Write out exactly, and only, the lines from the one containing "pub struct CredentialPayload" through the last line of the listing below.

Provided data below:

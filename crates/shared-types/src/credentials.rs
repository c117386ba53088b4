//! Credential exchange payloads.
//!
//! Field names are camelCase on the wire (`firstName`, `lastName`). Login
//! payloads omit the name fields entirely.

use serde::{Deserialize, Serialize};

/// Path of the signup operation on the credential service.
pub const SIGNUP_PATH: &str = "/signup";

/// Path of the login operation on the credential service.
pub const LOGIN_PATH: &str = "/login";

/// Request body for both credential operations.
///
/// Missing fields decode as empty strings so that a partially filled body is
/// still accepted by the credential service.
#[derive(Debug, Clone, Default, PartialEq, Eq, Serialize, Deserialize)]
#[serde(rename_all = "camelCase")]
pub struct CredentialPayload {
    #[serde(default, skip_serializing_if = "Option::is_none")]
    pub first_name: Option<String>,
    #[serde(default, skip_serializing_if = "Option::is_none")]
    pub last_name: Option<String>,
    #[serde(default)]
    pub email: String,
    /// Already digested by the sender; never cleartext on this hop.
    #[serde(default)]
    pub password: String,
}

/// Verdict returned by the credential service.
#[derive(Debug, Clone, PartialEq, Eq, Serialize, Deserialize)]
pub struct CredentialResponse {
    pub success: bool,
    pub message: String,
}

impl CredentialResponse {
    pub fn success(message: impl Into<String>) -> Self {
        Self {
            success: true,
            message: message.into(),
        }
    }

    pub fn failure(message: impl Into<String>) -> Self {
        Self {
            success: false,
            message: message.into(),
        }
    }
}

End of Provided data.

- Written answer:
pub struct CredentialPayload {
    #[serde(default, skip_serializing_if = "Option::is_none")]
    pub first_name: Option<String>,
    #[serde(default, skip_serializing_if = "Option::is_none")]
    pub last_name: Option<String>,
    #[serde(default)]
    pub email: String,
    /// Already digested by the sender; never cleartext on this hop.
    #[serde(default)]
    pub password: String,
}

/// Verdict returned by the credential service.
#[derive(Debug, Clone, PartialEq, Eq, Serialize, Deserialize)]
pub struct CredentialResponse {
    pub success: bool,
    pub message: String,
}

impl CredentialResponse {
    pub fn success(message: impl Into<String>) -> Self {
        Self {
            success: true,
            message: message.into(),
        }
    }

    pub fn failure(message: impl Into<String>) -> Self {
        Self {
            success: false,
            message: message.into(),
        }
    }
}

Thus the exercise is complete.